§ **Your task**: Output the lines below exactly, please, from the first line until the line with "Count per 4-character", counting both.

§ **Information shown**:
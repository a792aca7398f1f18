//! The `PatentStore` trait and supporting read-model types.
//!
//! The trait is implemented by storage backends (e.g. `patsync-store-sqlite`).
//! Higher layers (`patsync-sync`, `patsync-cli`) depend on this abstraction,
//! not on any concrete backend.

use std::future::Future;

use chrono::NaiveDate;
use serde::{Deserialize, Serialize};

use crate::{
  patent::{Patent, StoredPatent},
  sync::{NewSyncRun, SyncRunRecord},
};

// ─── Analytics read models ───────────────────────────────────────────────────

/// Headline numbers for the whole store.
#[derive(Debug, Clone, Serialize, Deserialize)]
pub struct StoreOverview {
  pub total_patents:    u64,
  pub earliest_filing:  Option<NaiveDate>,
  pub latest_filing:    Option<NaiveDate>,
  pub unique_assignees: u64,
}

/// Patents filed per calendar year.
#[derive(Debug, Clone, PartialEq, Eq, Serialize, Deserialize)]
pub struct TrendPoint {
  pub filing_year:  i32,
  pub patent_count: u64,
}

#[derive(Debug, Clone, PartialEq, Eq, Serialize, Deserialize)]
pub struct InventorCount {
  pub inventor:     String,
  pub patent_count: u64,
}

/// Count per 4-character CPC group (e.g. `G06N`).
#[derive(Debug, Clone, PartialEq, Eq, Serialize, Deserialize)]
pub struct CpcGroupCount {
  pub cpc_group:    String,
  pub patent_count: u64,
}

/// Per-assignee filing activity.
#[derive(Debug, Clone, Serialize, Deserialize)]
pub struct AssigneeActivity {
  pub assignee:        String,
  pub total_patents:   u64,
  pub earliest_filing: Option<NaiveDate>,
  pub latest_filing:   Option<NaiveDate>,
  pub active_years:    u64,
}

// ─── Trait ───────────────────────────────────────────────────────────────────

/// Abstraction over a patsync storage backend.
///
/// `upsert_patent` is keyed on the patent id and fully idempotent: calling it
/// repeatedly with identical input leaves one row with a refreshed
/// `updated_at`. The sync audit log is append-only.
///
/// All methods return `Send` futures so the trait can be used from
/// multi-threaded async runtimes.
pub trait PatentStore: Send + Sync {
  type Error: std::error::Error + Send + Sync + 'static;

  // ── Patents ───────────────────────────────────────────────────────────

  /// Insert or update a patent record, keyed on `patent.id`. Never
  /// duplicates a row; `created_at` is preserved across updates.
  fn upsert_patent<'a>(
    &'a self,
    patent: &'a Patent,
  ) -> impl Future<Output = Result<(), Self::Error>> + Send + 'a;

  /// Retrieve a patent by publication number. Returns `None` if not found.
  fn get_patent<'a>(
    &'a self,
    id: &'a str,
  ) -> impl Future<Output = Result<Option<StoredPatent>, Self::Error>> + Send + 'a;

  fn patent_count(
    &self,
  ) -> impl Future<Output = Result<u64, Self::Error>> + Send + '_;

  // ── Sync audit log ────────────────────────────────────────────────────

  /// Append one run record and return it with store-assigned `run_id` and
  /// `created_at`.
  fn append_sync_run(
    &self,
    input: NewSyncRun,
  ) -> impl Future<Output = Result<SyncRunRecord, Self::Error>> + Send + '_;

  /// The `range_to` of the most recent run with status `completed`, or
  /// `None` when no run has ever completed. Failed runs are ignored so a
  /// broken pass never advances the incremental-sync watermark.
  fn last_completed_sync(
    &self,
  ) -> impl Future<Output = Result<Option<NaiveDate>, Self::Error>> + Send + '_;

  /// Most recent run records, newest first.
  fn recent_sync_runs(
    &self,
    limit: usize,
  ) -> impl Future<Output = Result<Vec<SyncRunRecord>, Self::Error>> + Send + '_;

  // ── Analytics reads ───────────────────────────────────────────────────

  fn overview(
    &self,
  ) -> impl Future<Output = Result<StoreOverview, Self::Error>> + Send + '_;

  /// Filing counts per year, ascending, for records with a filing date.
  fn filing_trends(
    &self,
  ) -> impl Future<Output = Result<Vec<TrendPoint>, Self::Error>> + Send + '_;

  /// Most prolific inventors, descending by patent count.
  fn top_inventors(
    &self,
    limit: usize,
  ) -> impl Future<Output = Result<Vec<InventorCount>, Self::Error>> + Send + '_;

  /// Counts per 4-character CPC group, descending.
  fn cpc_breakdown(
    &self,
    limit: usize,
  ) -> impl Future<Output = Result<Vec<CpcGroupCount>, Self::Error>> + Send + '_;

  /// Per-assignee activity, descending by total patents.
  fn assignee_comparison(
    &self,
  ) -> impl Future<Output = Result<Vec<AssigneeActivity>, Self::Error>> + Send + '_;
}
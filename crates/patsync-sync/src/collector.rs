//! Exhaustive, deduplicated collection of one query term over one window.
//!
//! Drives the source page by page until a short page, the page ceiling, or a
//! source failure. A failure ends only this window: the records already
//! collected are returned and the next scheduled run re-attempts the window,
//! which is safe because the store upsert is idempotent.

use std::collections::HashSet;

use patsync_core::{
  patent::{Patent, QueryTerm},
  source::{PatentSource, SearchRequest},
  window::SyncWindow,
};
use tracing::warn;

use crate::config::CollectorConfig;

/// The output of one window's collection.
#[derive(Debug, Clone)]
pub struct WindowHarvest {
  /// Deduplicated records, in first-seen order.
  pub patents:  Vec<Patent>,
  /// `false` when a source failure cut pagination short; the records
  /// gathered before the failure are still present.
  pub complete: bool,
}

/// Collect every result for `term` within `window`, deduplicating by patent
/// id across pages.
///
/// Restartable: calling again with the same arguments regenerates the same
/// sequence, modulo source-side changes. No retries — eventual completeness
/// comes from the next scheduled run.
pub async fn collect_window<S: PatentSource>(
  source: &S,
  term: &QueryTerm,
  window: SyncWindow,
  config: &CollectorConfig,
) -> WindowHarvest {
  let mut seen: HashSet<String> = HashSet::new();
  let mut patents = Vec::new();

  for page in 0..config.max_pages_per_window {
    if page > 0 {
      tokio::time::sleep(config.page_delay).await;
    }

    let request = SearchRequest {
      term:   term.clone(),
      window: Some(window),
      offset: page * config.page_size,
      limit:  config.page_size,
    };

    let results = match source.search(&request).await {
      Ok(results) => results,
      Err(error) => {
        warn!(%term, %window, page, %error, "window collection aborted");
        return WindowHarvest { patents, complete: false };
      }
    };

    let short_page = results.len() < config.page_size;

    for patent in results {
      if patent.id.is_empty() {
        continue;
      }
      if seen.insert(patent.id.clone()) {
        patents.push(patent);
      }
    }

    if short_page {
      break;
    }
  }

  WindowHarvest { patents, complete: true }
}
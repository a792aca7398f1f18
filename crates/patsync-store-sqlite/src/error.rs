//! Error type for `patsync-store-sqlite`.

use thiserror::Error;

#[derive(Debug, Error)]
pub enum Error {
  #[error("database error: {0}")]
  Database(#[from] tokio_rusqlite::Error),

  #[error("json error: {0}")]
  Json(#[from] serde_json::Error),

  #[error("uuid parse error: {0}")]
  Uuid(#[from] uuid::Error),

  #[error("date/time parse error: {0}")]
  DateParse(String),

  /// A stored status column held something other than the known variants.
  #[error("unknown sync status: {0:?}")]
  UnknownStatus(String),
}

pub type Result<T, E = Error> = std::result::Result<T, E>;
//! Plain-text analytics printout for `patsync stats`.

use patsync_core::store::PatentStore;
use patsync_store_sqlite::SqliteStore;

const TOP_N: usize = 10;

pub async fn print_stats(store: &SqliteStore) -> anyhow::Result<()> {
  let overview = store.overview().await?;

  println!("Patent store overview");
  println!("  total patents:    {}", overview.total_patents);
  println!("  filing range:     {} to {}", fmt_date(overview.earliest_filing), fmt_date(overview.latest_filing));
  println!("  unique assignees: {}", overview.unique_assignees);

  let trends = store.filing_trends().await?;
  if !trends.is_empty() {
    println!("\nFilings per year");
    for point in &trends {
      println!("  {}: {}", point.filing_year, point.patent_count);
    }
  }

  let inventors = store.top_inventors(TOP_N).await?;
  if !inventors.is_empty() {
    println!("\nTop inventors");
    for entry in &inventors {
      println!("  {:<40} {}", entry.inventor, entry.patent_count);
    }
  }

  let groups = store.cpc_breakdown(TOP_N).await?;
  if !groups.is_empty() {
    println!("\nCPC groups");
    for group in &groups {
      println!("  {:<6} {}", group.cpc_group, group.patent_count);
    }
  }

  let assignees = store.assignee_comparison().await?;
  if !assignees.is_empty() {
    println!("\nAssignee activity");
    for entry in assignees.iter().take(TOP_N) {
      println!(
        "  {:<40} {:>5} patents, {} to {}, {} active years",
        entry.assignee,
        entry.total_patents,
        fmt_date(entry.earliest_filing),
        fmt_date(entry.latest_filing),
        entry.active_years,
      );
    }
  }

  let runs = store.recent_sync_runs(5).await?;
  if !runs.is_empty() {
    println!("\nRecent sync runs");
    for run in &runs {
      println!(
        "  {} {:?} {} to {}: {} loaded ({})",
        run.created_at.format("%Y-%m-%d %H:%M"),
        run.status,
        run.range_from,
        run.range_to,
        run.records_loaded,
        run.query_terms.join(", "),
      );
    }
  }

  Ok(())
}

fn fmt_date(d: Option<chrono::NaiveDate>) -> String {
  d.map(|d| d.to_string()).unwrap_or_else(|| "-".into())
}
//! Async HTTP client for the USPTO Open Data Portal search API.
//!
//! # Query behaviour
//!
//! The ODP API uses Lucene-style field queries and OR-matches multi-word
//! terms by default; topic terms are therefore wrapped in a field scope
//! (`applicationMetaData.inventionTitle:(..)`) and assignee/CPC terms in
//! quoted field matches, which is what keeps result sets relevant.

use std::time::Duration;

use patsync_core::{
  patent::{Patent, QueryTerm},
  source::{PatentSource, SearchRequest},
};
use reqwest::{Client, StatusCode, header};

use crate::{
  Error, Result,
  normalize::normalize_odp,
  raw::OdpSearchResponse,
};

/// Default ODP search endpoint.
pub const USPTO_ODP_API: &str =
  "https://api.uspto.gov/api/v1/patent/applications/search";

/// The API caps a single page at 100 rows.
const MAX_ROWS_PER_REQUEST: usize = 100;

/// Connection settings for the USPTO ODP API.
#[derive(Debug, Clone)]
pub struct UsptoConfig {
  pub api_key:  String,
  pub base_url: String,
  pub timeout:  Duration,
}

impl UsptoConfig {
  pub fn new(api_key: impl Into<String>) -> Self {
    Self {
      api_key:  api_key.into(),
      base_url: USPTO_ODP_API.to_owned(),
      timeout:  Duration::from_secs(30),
    }
  }
}

/// Async client for the USPTO ODP search API.
///
/// Cheap to clone — the inner [`reqwest::Client`] is `Arc`-based.
#[derive(Clone)]
pub struct UsptoClient {
  client: Client,
  config: UsptoConfig,
}

impl UsptoClient {
  pub fn new(config: UsptoConfig) -> Result<Self> {
    if config.api_key.is_empty() {
      return Err(Error::MissingApiKey);
    }
    let client = Client::builder().timeout(config.timeout).build()?;
    Ok(Self { client, config })
  }

  /// Render the Lucene field query for one page request.
  fn build_query(request: &SearchRequest) -> String {
    let mut query = match &request.term {
      QueryTerm::Topic(keywords) => {
        format!("applicationMetaData.inventionTitle:({keywords})")
      }
      QueryTerm::Assignee(company) => format!(
        "applicationMetaData.applicantBag.applicantNameText:\"{company}\""
      ),
      QueryTerm::Cpc(code) => {
        format!("applicationMetaData.cpcClassificationBag:(\"{code}\")")
      }
    };

    if let Some(window) = request.window {
      query.push_str(&format!(
        " AND applicationMetaData.filingDate:[{} TO {}]",
        window.start, window.end,
      ));
    }

    query
  }
}

impl PatentSource for UsptoClient {
  type Error = Error;

  async fn search(&self, request: &SearchRequest) -> Result<Vec<Patent>> {
    let query = Self::build_query(request);
    let rows = request.limit.min(MAX_ROWS_PER_REQUEST);

    let response = self
      .client
      .get(&self.config.base_url)
      .header("X-API-KEY", &self.config.api_key)
      .header(header::ACCEPT, "application/json")
      .query(&[
        ("q", query.as_str()),
        ("rows", &rows.to_string()),
        ("start", &request.offset.to_string()),
      ])
      .send()
      .await?;

    let status = response.status();
    match status {
      StatusCode::UNAUTHORIZED | StatusCode::FORBIDDEN => {
        return Err(Error::Auth(status.as_u16()));
      }
      StatusCode::TOO_MANY_REQUESTS | StatusCode::SERVICE_UNAVAILABLE => {
        return Err(Error::RateLimited(status.as_u16()));
      }
      s if !s.is_success() => return Err(Error::Status(status.as_u16())),
      _ => {}
    }

    let body = response.text().await?;
    let payload: OdpSearchResponse = serde_json::from_str(&body)?;

    let patents: Vec<Patent> = payload
      .results
      .into_iter()
      .filter_map(normalize_odp)
      .take(rows)
      .collect();

    tracing::debug!(
      term = %request.term,
      offset = request.offset,
      total_hits = payload.count,
      returned = patents.len(),
      "uspto odp page",
    );

    Ok(patents)
  }
}

#[cfg(test)]
mod tests {
  use patsync_core::window::SyncWindow;

  use super::*;

  fn request(term: QueryTerm, window: Option<SyncWindow>) -> SearchRequest {
    SearchRequest { term, window, offset: 0, limit: 25 }
  }

  #[test]
  fn topic_query_is_field_scoped() {
    let q = UsptoClient::build_query(&request(
      QueryTerm::Topic("predictive analytics".into()),
      None,
    ));
    assert_eq!(q, "applicationMetaData.inventionTitle:(predictive analytics)");
  }

  #[test]
  fn assignee_query_is_quoted() {
    let q = UsptoClient::build_query(&request(
      QueryTerm::Assignee("Intel".into()),
      None,
    ));
    assert_eq!(
      q,
      "applicationMetaData.applicantBag.applicantNameText:\"Intel\"",
    );
  }

  #[test]
  fn date_window_appends_filing_date_range() {
    let window = SyncWindow::new(
      "2025-01-01".parse().unwrap(),
      "2025-01-31".parse().unwrap(),
    )
    .unwrap();
    let q = UsptoClient::build_query(&request(
      QueryTerm::Cpc("G06N".into()),
      Some(window),
    ));
    assert_eq!(
      q,
      "applicationMetaData.cpcClassificationBag:(\"G06N\") \
       AND applicationMetaData.filingDate:[2025-01-01 TO 2025-01-31]",
    );
  }

  #[test]
  fn empty_api_key_is_rejected() {
    assert!(matches!(
      UsptoClient::new(UsptoConfig::new("")),
      Err(Error::MissingApiKey),
    ));
  }
}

§ **Task result**:
repository a792aca7398f1f18
//! The `PatentStore` trait and supporting read-model types.
//!
//! The trait is implemented by storage backends (e.g. `patsync-store-sqlite`).
//! Higher layers (`patsync-sync`, `patsync-cli`) depend on this abstraction,
//! not on any concrete backend.

use std::future::Future;

use chrono::NaiveDate;
use serde::{Deserialize, Serialize};

use crate::{
  patent::{Patent, StoredPatent},
  sync::{NewSyncRun, SyncRunRecord},
};

// ─── Analytics read models ───────────────────────────────────────────────────

/// Headline numbers for the whole store.
#[derive(Debug, Clone, Serialize, Deserialize)]
pub struct StoreOverview {
  pub total_patents:    u64,
  pub earliest_filing:  Option<NaiveDate>,
  pub latest_filing:    Option<NaiveDate>,
  pub unique_assignees: u64,
}

/// Patents filed per calendar year.
#[derive(Debug, Clone, PartialEq, Eq, Serialize, Deserialize)]
pub struct TrendPoint {
  pub filing_year:  i32,
  pub patent_count: u64,
}

#[derive(Debug, Clone, PartialEq, Eq, Serialize, Deserialize)]
pub struct InventorCount {
  pub inventor:     String,
  pub patent_count: u64,
}

/// Count per 4-character CPC group (e.g. `G06N`).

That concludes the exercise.